The paper was recently accepted for presentation
at the International
Semantic Web Conference (ISWC) 2016. A pre-print is available here:
http://aidanhogan.com/docs/wikidata-sparql-relational-graph.pdf
Thank you for the link!
It would be interesting to see actual data representations used for RDF
(e.g. examples of the data or more detailed description). I notice that
they differ substantially from what we use in the Wikidata Query service
implementation, used with Blazegraph, and also some of the performance
features we have implemented are probably not part of your
implementation. In any case, it would be interesting to know the details
of which RDF representations were used.
There's a brief summary in the paper of the models used. In terms of all
the "gory" details of how everything was generated, (hopefully) all of
the relevant details supporting the paper should be available here:
http://users.dcc.uchile.cl/~dhernand/wquery/
The RDF representations are summarised in Figure 2. The code we used to
generate those representations is mentioned here:
http://users.dcc.uchile.cl/~dhernand/wquery/#download-the-code
http://users.dcc.uchile.cl/~dhernand/wquery/#translate-the-data-to-rdf
Note we did not consider any "direct triples" in the representations
since we felt this would effectively be "covered" by the Named Graphs
representation. Rather than mixing direct triples and reified
representations (like in the current service), we chose to keep them
separate.
I also note that only statements and qualifiers are
mentioned in most of
the text, but very little mention of sitelinks and references. Were they
part of the model too?
We just generalised sitelinks and references as a special type of
qualifier (actually I don't think the paper mentions sitelinks but we
mention this in the context of references).

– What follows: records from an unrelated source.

use std::collections::{BTreeMap, HashMap};
use std::fmt::Debug;

use lightweight::dynamic::{IntWidth, Shape, Shaped, Value};
use lightweight::*;

fn round_trip<T>(value: T) -> Vec<u8>
where
    T: Encodable + EncodableKnownSize + Decodable + Default + PartialEq + Debug,
{
    let enc = encode(&value).unwrap();
    assert_eq!(enc.len(), value.len_of_encoding());

    let mut out = T::default();
    decode(&enc, &mut out).unwrap();
    assert_eq!(out, value);
    enc
}

#[test]
fn scalar_vectors() {
    assert_eq!(round_trip(-2137isize), [0xb1, 0x21]);
    round_trip(127i8);
    round_trip(12744i16);
    round_trip(-241849124i32);
    round_trip(-4328494328943244324i64);
    round_trip(18238943342984432443u64);
    round_trip(234u8);
    round_trip(43289u16);
    round_trip(432942389u32);
    round_trip(5932849324429344324u64);
    assert_eq!(round_trip(true), [1]);
    assert_eq!(round_trip(false), [0]);
    round_trip(48912348912389231.3213123123f64);
    round_trip(321321332.3213123123f32);
}

#[test]
fn collection_vectors() {
    round_trip(vec![2i64, -1432478247832253454, 3, -7]);
    assert_eq!(round_trip(vec![2usize, 1, 3, 7]), [8, 2, 1, 3, 7]);
    round_trip([1isize, -43432, 3, 4, 5]);
    assert_eq!(round_trip([1u64, 2, 3, 4, 5]), [10, 1, 2, 3, 4, 5]);
}

#[test]
fn text_vectors() {
    let enc = round_trip(String::from("twoja stara XDDD"));
    assert_eq!(enc.len(), 17);
    assert_eq!(enc[0], 32);

    let text = String::from("źóżź∂ż∆ż∂");
    let enc = round_trip(text.clone());
    assert_eq!(enc[0] as usize, text.len() * 2);
}

#[test]
fn empty_containers_are_a_single_zero_byte() {
    assert_eq!(round_trip(String::new()), [0]);
    assert_eq!(round_trip(Vec::<u64>::new()), [0]);
    assert_eq!(round_trip(HashMap::<String, bool>::new()), [0]);
    assert_eq!(round_trip(BTreeMap::<i8, Vec<u8>>::new()), [0]);
    assert_eq!(round_trip(RawText::default()), [0]);
}

#[test]
fn static_and_dynamic_encodings_agree() {
    let mut map = BTreeMap::new();
    map.insert(String::from("k"), (-1i32, [true, false]));
    let enc = encode(&map).unwrap();

    let shape = BTreeMap::<String, (i32, [bool; 2])>::shape();
    let value = decode_value(&enc, &shape).unwrap();
    assert_eq!(encode_value(&value).unwrap(), enc);

    let Value::Map(pairs) = &value else {
        panic!("expected a map, got {:?}", value);
    };
    assert_eq!(pairs[0].0, Value::from("k"));

    let back: BTreeMap<String, (i32, [bool; 2])> = decode_from_slice(&enc).unwrap();
    assert_eq!(back, map);
}

#[test]
fn errors_are_reported_without_panicking() {
    // Negative length.
    assert_eq!(
        decode_from_slice::<Vec<u8>>(&[0x03]),
        Err(DecodeError::NegativeLength(-2))
    );
    // Eleven continuation bytes.
    assert_eq!(
        decode_from_slice::<u64>(&[0xff; 11]),
        Err(DecodeError::VarintOverflow)
    );
    assert_eq!(
        decode_value(&[0x01], &Shape::Text),
        Err(DecodeError::NegativeLength(-1))
    );
    assert_eq!(
        decode_value(&[6, 1, 1, 1], &Shape::Array(Box::new(Shape::Bool), 2)),
        Err(DecodeError::LengthMismatch {
            expected: 2,
            actual: 3
        })
    );
    assert_eq!(
        decode_value(&[], &Shape::Signed(IntWidth::Pointer)),
        Err(DecodeError::UnexpectedEndOfInput(()))
    );
}

#[test]
fn error_messages_are_readable() {
    let err = decode_from_slice::<String>(&[4, 0xff, 0xff]).unwrap_err();
    assert!(err.to_string().contains("UTF-8"));

    let err = encode_value(&Value::Opaque(String::from("Rc<Node>"))).unwrap_err();
    assert!(err.to_string().contains("Rc<Node>"));
}
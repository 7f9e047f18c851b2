//! Associative collections: a pair count, followed by every key and its value.
//!
//! Pairs are written in the iteration order of the map. For a [`HashMap`] that order is unspecified, so two equal hash maps with more than one entry may well encode to different bytestrings. [`BTreeMap`]s encode in key order.
//!
//! When decoding, a key that occurs more than once is bound to the value of its last occurrence.

use core::cmp::min;
use core::hash::{BuildHasher, Hash};
use std::collections::{BTreeMap, HashMap};

use ufotofu::{BulkConsumer, BulkProducer};

use crate::dynamic::{Shape, Shaped};
use crate::sequence::PREALLOCATION_LIMIT;
use crate::varint::{decode_len, encode_len, len_of_len};
use crate::{Decodable, DecodeError, Encodable, EncodableKnownSize, EncodeError};

/// Writes a pair count followed by every key and value.
pub(crate) async fn encode_pairs<'a, K, V, I, C>(
    len: usize,
    pairs: I,
    consumer: &mut C,
) -> Result<(), EncodeError<C::Error>>
where
    K: Encodable + 'a,
    V: Encodable + 'a,
    I: IntoIterator<Item = (&'a K, &'a V)>,
    C: BulkConsumer<Item = u8>,
{
    encode_len(len, consumer).await?;
    for (key, value) in pairs {
        key.encode(consumer).await?;
        value.encode(consumer).await?;
    }
    Ok(())
}

impl<K, V, S> Encodable for HashMap<K, V, S>
where
    K: Encodable,
    V: Encodable,
{
    async fn encode<C>(&self, consumer: &mut C) -> Result<(), EncodeError<C::Error>>
    where
        C: BulkConsumer<Item = u8>,
    {
        encode_pairs(self.len(), self.iter(), consumer).await
    }
}

impl<K, V, S> EncodableKnownSize for HashMap<K, V, S>
where
    K: EncodableKnownSize,
    V: EncodableKnownSize,
{
    fn len_of_encoding(&self) -> usize {
        len_of_len(self.len())
            + self
                .iter()
                .map(|(key, value)| key.len_of_encoding() + value.len_of_encoding())
                .sum::<usize>()
    }
}

impl<K, V, S> Decodable for HashMap<K, V, S>
where
    K: Decodable + Eq + Hash,
    V: Decodable,
    S: BuildHasher + Default,
{
    async fn decode<P>(producer: &mut P) -> Result<Self, DecodeError<P::Final, P::Error>>
    where
        P: BulkProducer<Item = u8>,
    {
        let len = decode_len(producer).await?;
        let mut map =
            HashMap::with_capacity_and_hasher(min(len, PREALLOCATION_LIMIT), S::default());

        for _ in 0..len {
            let key = K::decode(producer).await?;
            let value = V::decode(producer).await?;
            map.insert(key, value);
        }

        Ok(map)
    }
}

impl<K: Shaped, V: Shaped, S> Shaped for HashMap<K, V, S> {
    fn shape() -> Shape {
        Shape::Map(Box::new(K::shape()), Box::new(V::shape()))
    }
}

impl<K, V> Encodable for BTreeMap<K, V>
where
    K: Encodable,
    V: Encodable,
{
    async fn encode<C>(&self, consumer: &mut C) -> Result<(), EncodeError<C::Error>>
    where
        C: BulkConsumer<Item = u8>,
    {
        encode_pairs(self.len(), self.iter(), consumer).await
    }
}

impl<K, V> EncodableKnownSize for BTreeMap<K, V>
where
    K: EncodableKnownSize,
    V: EncodableKnownSize,
{
    fn len_of_encoding(&self) -> usize {
        len_of_len(self.len())
            + self
                .iter()
                .map(|(key, value)| key.len_of_encoding() + value.len_of_encoding())
                .sum::<usize>()
    }
}

impl<K, V> Decodable for BTreeMap<K, V>
where
    K: Decodable + Ord,
    V: Decodable,
{
    async fn decode<P>(producer: &mut P) -> Result<Self, DecodeError<P::Final, P::Error>>
    where
        P: BulkProducer<Item = u8>,
    {
        let len = decode_len(producer).await?;
        let mut map = BTreeMap::new();

        for _ in 0..len {
            let key = K::decode(producer).await?;
            let value = V::decode(producer).await?;
            map.insert(key, value);
        }

        Ok(map)
    }
}

impl<K: Shaped, V: Shaped> Shaped for BTreeMap<K, V> {
    fn shape() -> Shape {
        Shape::Map(Box::new(K::shape()), Box::new(V::shape()))
    }
}
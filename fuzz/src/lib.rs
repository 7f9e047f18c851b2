use std::collections::BTreeMap;

use arbitrary::Arbitrary;
use lightweight::aggregate;

aggregate! {
    #[derive(Debug, Clone, Default, Arbitrary)]
    #[allow(dead_code)]
    pub struct Contact {
        pub name: String,
        pub port: u16,
        retries: u8,
    }
}

aggregate! {
    /// Exercises every category of the codec except floats, whose NaNs defeat equality checks.
    #[derive(Debug, Clone, Default, Arbitrary)]
    #[allow(dead_code)]
    pub struct Profile {
        pub id: u64,
        pub active: bool,
        pub(crate) cached_len: usize,
        pub offset: i32,
        pub contacts: Vec<Contact>,
        pub labels: BTreeMap<String, Vec<i8>>,
        pub digest: [u8; 4],
        session: Option<u32>,
        pub note: lightweight::RawText,
    }
}

// Equality ignores the fields that are not encoded, so that decoded values compare equal to the originals.

impl PartialEq for Contact {
    fn eq(&self, other: &Self) -> bool {
        self.name == other.name && self.port == other.port
    }
}

impl PartialEq for Profile {
    fn eq(&self, other: &Self) -> bool {
        self.id == other.id
            && self.active == other.active
            && self.offset == other.offset
            && self.contacts == other.contacts
            && self.labels == other.labels
            && self.digest == other.digest
            && self.note == other.note
    }
}

/// Runs a function and crashes the process if the function doesn't terminate within the given time limit.
pub fn limit_time<Fun: FnOnce()>(millis: u64, fun: Fun) {
    let success = std::sync::Arc::new(std::sync::atomic::AtomicBool::new(false));
    let success2 = success.clone();

    std::thread::spawn(move || {
        std::thread::sleep(std::time::Duration::from_millis(millis));
        if !success.load(std::sync::atomic::Ordering::Relaxed) {
            println!("Timeout!");
            std::process::exit(-1);
        }
    });

    fun();

    success2.store(true, std::sync::atomic::Ordering::Relaxed);
}
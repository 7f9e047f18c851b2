#![no_main]

lightweight::fuzz_invariants!((u8, u16, u32, u64, usize, i8, i16, i32, i64, isize));
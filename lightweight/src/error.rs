use core::fmt::{Debug, Display, Formatter};
use core::str::Utf8Error;
use std::error::Error;

use either::Either::*;
use ufotofu::ProduceAtLeastError;

/// Everything that can go wrong when encoding a value.
#[derive(Debug, Clone, PartialEq, Eq)]
pub enum EncodeError<E> {
    /// The consumer of the encoded bytes errored.
    Consumer(E),
    /// The value (or one of its parts) has a shape outside the set of encodable categories. Carries a description of that shape.
    UnsupportedType(String),
}

impl<E> From<E> for EncodeError<E> {
    fn from(err: E) -> Self {
        EncodeError::Consumer(err)
    }
}

impl<E: Display> Display for EncodeError<E> {
    fn fmt(&self, f: &mut Formatter<'_>) -> core::fmt::Result {
        match self {
            EncodeError::Consumer(err) => {
                write!(f, "The underlying consumer encountered an error: {}", err)
            }
            EncodeError::UnsupportedType(shape) => {
                write!(f, "Cannot encode a value of unsupported type {}", shape)
            }
        }
    }
}

impl<E> Error for EncodeError<E>
where
    E: 'static + Error,
{
    fn source(&self) -> Option<&(dyn Error + 'static)> {
        match self {
            EncodeError::Consumer(err) => Some(err),
            EncodeError::UnsupportedType(_) => None,
        }
    }
}

/// Everything that can go wrong when decoding a value.
///
/// `F` is the final value and `E` the error type of the producer the bytes are read from. Decoding from a slice reports `F = ()` and `E = Infallible`.
#[derive(Debug, Clone, PartialEq, Eq)]
pub enum DecodeError<F, E> {
    /// The producer emitted its final value before the encoding was complete.
    UnexpectedEndOfInput(F),
    /// The producer of the bytes to be decoded errored.
    Producer(E),
    /// The destination has a shape outside the set of decodable categories. Carries a description of that shape.
    UnsupportedType(String),
    /// The destination cannot be written to as described.
    InvalidDestination(String),
    /// A fixed-length destination was asked to hold a different number of elements than it has.
    LengthMismatch {
        /// The length of the destination.
        expected: usize,
        /// The length found in the encoding.
        actual: usize,
    },
    /// A length or count decoded to a negative number.
    NegativeLength(i64),
    /// Tried to use a u64 as a usize when the current compilation target's usize is not big enough.
    U64DoesNotFitUsize,
    /// A varint did not terminate within ten bytes, or its value exceeds 64 bits.
    VarintOverflow,
    /// Text decoded into a `String` was not valid UTF-8.
    InvalidUtf8(Utf8Error),
}

impl<F, E> From<ProduceAtLeastError<F, E>> for DecodeError<F, E> {
    fn from(err: ProduceAtLeastError<F, E>) -> Self {
        match err.reason {
            Left(fin) => DecodeError::UnexpectedEndOfInput(fin),
            Right(err) => DecodeError::Producer(err),
        }
    }
}

impl<F, E> From<core::num::TryFromIntError> for DecodeError<F, E> {
    fn from(_: core::num::TryFromIntError) -> Self {
        DecodeError::U64DoesNotFitUsize
    }
}

impl<F, E: Display> Display for DecodeError<F, E> {
    fn fmt(&self, f: &mut Formatter<'_>) -> core::fmt::Result {
        match self {
            DecodeError::UnexpectedEndOfInput(_) => {
                write!(f, "The input ended before the encoding was complete")
            }
            DecodeError::Producer(err) => {
                write!(f, "The underlying producer encountered an error: {}", err)
            }
            DecodeError::UnsupportedType(shape) => {
                write!(f, "Cannot decode into a destination of unsupported type {}", shape)
            }
            DecodeError::InvalidDestination(reason) => {
                write!(f, "Invalid decoding destination: {}", reason)
            }
            DecodeError::LengthMismatch { expected, actual } => {
                write!(
                    f,
                    "Encoded length {} does not match the fixed destination length {}",
                    actual, expected
                )
            }
            DecodeError::NegativeLength(len) => {
                write!(f, "Decoded a negative length: {}", len)
            }
            DecodeError::U64DoesNotFitUsize => {
                write!(f, "Tried (and failed) to decode a u64 to a 32-bit usize")
            }
            DecodeError::VarintOverflow => {
                write!(f, "A varint overflows a 64-bit integer")
            }
            DecodeError::InvalidUtf8(err) => {
                write!(f, "Decoded text is not valid UTF-8: {}", err)
            }
        }
    }
}

impl<F, E> Error for DecodeError<F, E>
where
    F: Debug,
    E: 'static + Error,
{
    fn source(&self) -> Option<&(dyn Error + 'static)> {
        match self {
            DecodeError::Producer(err) => Some(err),
            DecodeError::InvalidUtf8(err) => Some(err),
            _ => None,
        }
    }
}

#[cfg(test)]
mod tests {
    use core::convert::Infallible;

    use super::*;

    #[test]
    fn display_mentions_the_lengths() {
        let err: DecodeError<(), Infallible> = DecodeError::LengthMismatch {
            expected: 5,
            actual: 3,
        };
        let message = err.to_string();
        assert!(message.contains('5'));
        assert!(message.contains('3'));
    }

    #[test]
    fn consumer_errors_convert() {
        let err: EncodeError<u8> = 7.into();
        assert_eq!(err, EncodeError::Consumer(7));
    }
}
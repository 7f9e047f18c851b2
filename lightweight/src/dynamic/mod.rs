//! Encoding and decoding of values whose shape is only known at runtime.
//!
//! A [`Value`] is encoded by walking it; decoding requires a [`Shape`] describing the destination, since the bytes themselves say nothing about it. The wire format is the same as for the statically typed implementations, and every type with a fixed encoding reports its [`Shape`] through [`Shaped`], so the two can be mixed freely:
//!
//! ```
//! use lightweight::dynamic::*;
//! use lightweight::{decode_value, encode, encode_value};
//!
//! let enc = encode(&vec![-3i16, 7]).unwrap();
//! let value = decode_value(&enc, &Vec::<i16>::shape()).unwrap();
//! assert_eq!(value, Value::Seq(vec![Value::Signed(-3), Value::Signed(7)]));
//! assert_eq!(encode_value(&value).unwrap(), enc);
//! ```

mod shape;
pub use shape::*;

mod value;
pub use value::*;
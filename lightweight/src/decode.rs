use core::future::Future;

use ufotofu::BulkProducer;

use crate::DecodeError;

/// Methods for decoding a value of one of the supported categories.
///
/// The implementing type is the shape of the destination: since encodings carry no type information, every decision about how many bytes to read and how to interpret them is made by `Self`.
///
/// API contracts:
///
/// - The result of decoding must depend only on the decoded bytes, not on details of the producer such as when it yields or how many items it exposes at a time.
/// - For types that also implement [`Encodable`](crate::Encodable) and [`Eq`], encoding a value and then decoding it must yield a value equal to the original.
/// - `decode` must not read any bytes beyond the end of the encoding.
pub trait Decodable: Sized {
    /// Decodes the bytes produced by the given producer into a `Self`, or yields an error if the producer does not produce a valid encoding.
    fn decode<P>(
        producer: &mut P,
    ) -> impl Future<Output = Result<Self, DecodeError<P::Final, P::Error>>>
    where
        P: BulkProducer<Item = u8>;

    /// Decodes the bytes produced by the given producer into `self`.
    ///
    /// Aggregates only assign their encoded fields and leave all other fields as they are. Everything else is replaced by a freshly decoded value. If decoding fails, `self` may have been partially updated.
    fn decode_into<P>(
        &mut self,
        producer: &mut P,
    ) -> impl Future<Output = Result<(), DecodeError<P::Final, P::Error>>>
    where
        P: BulkProducer<Item = u8>,
    {
        async {
            *self = Self::decode(producer).await?;
            Ok(())
        }
    }
}
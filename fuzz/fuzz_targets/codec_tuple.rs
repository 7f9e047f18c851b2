#![no_main]

use lightweight_fuzz::Contact;

lightweight::fuzz_invariants!((Contact, (), [bool; 2], Vec<Contact>));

Due to the different RDF semantics, it would be also
interesting to get
more details about how the example queries were translated to the RDF
representation(s) used in the article. Was it an automatic process or
they were translated manually? Is it possible to see them?
I guess that depends on what you mean by "automatic" or "manual". :)
Automatic scripts were manually coded to convert from the JSON dump to
each representation. The code is linked above.
We didn't put the dataset up (since the raw data and the code are
provided and can be used to generate them and the RDF datasets are
obviously large) but if you want a copy of the raw RDF data we
generated, let me know.
When working on Query Service implementation, we
considered a number of
possible representations, which regard to both performance and semantic
completeness. One of the conclusions was that achieving adequate
semantic completeness and performance on relational database, while
allowing people to (relatively) easy write complex queries is not
possible, due to relational engines not being a good match for
hierachical graph-like structures in Wikidata.
I'm not sure I follow on this part, in particular on the part of
"semantic completeness" and why this is hard to achieve in the context
of relational databases. (I get the gist but don't understand enough to
respond directly ... but perhaps below I can answer indirectly?)
It would be interesting to look at the Postgres
implementation of the
data model and queries to see whether your conclusions were different in
this case.
A sketch of the relational schema is given in Figure 3 of the paper
(which is not too dissimilar to the Named Graph representation for RDF)
and some more low level details, including code, etc., in the link
above, including details on indexing. This was something we admittedly
has to play around with quite a bit.
Our general experiences of using Postgres were:
* It's very good for simple queries that involve a single join through a
primary/foreign key (a caveat here: we used the "direct client" of
Postgres since we could not find a HTTP client like other engines).
* It's not so good when there's a lot of "self-joins" in the query
(compared with Virtuoso), like for "bushy queries" (or what we call
"snowflake queries"), or when multiple values for a tuple are given
(i.e., a single pattern contains multiple constants) but neither on
their own are particularly selective. We figure that perhaps Virtuoso
has special optimisations for such self-joins since they would be much
more common in an RDF/SPARQL scenario than a relational/SQL scenario.
* Encoding object values with different datatypes (booleans, dates,
etc.) was a pain. One option was to have separate tables/columns for
each datatype, which would complicate queries and also leave the
question of how to add calendars, precisions, etc. Another option was to
use JSON strings to encode the values (the version of Postgres we used
just considered these as strings, but I think the new version has some
JSONB(?) support that could help get around this).
Probably some of these issues could be resolved by playing around with
the schema and/or the indexing, but perhaps relating to what you were
saying, the result would be a pretty "exceptional" schema difficult to
write queries for.
A more general problem we encountered:
* SQL has poor support for arbitrary-length path queries (RPQs/property
paths). You can do something like that using the WITH RECURSIVE feature,
but this is a much more general feature that did not work well for
Postgres in initial experiments. We don't really report the details of
this in the paper, but our experience is that Postgres would not support
these well. A lot of the examples we saw on the query service use the *
or + feature of SPARQL property paths (esp. for types). This would be an
issue in Postgres (perhaps it could be partially solved by materialising
some transitive closures, e.g., on types, but something as flexible as
property paths didn't seem feasible to us).
Cheers,
Aidan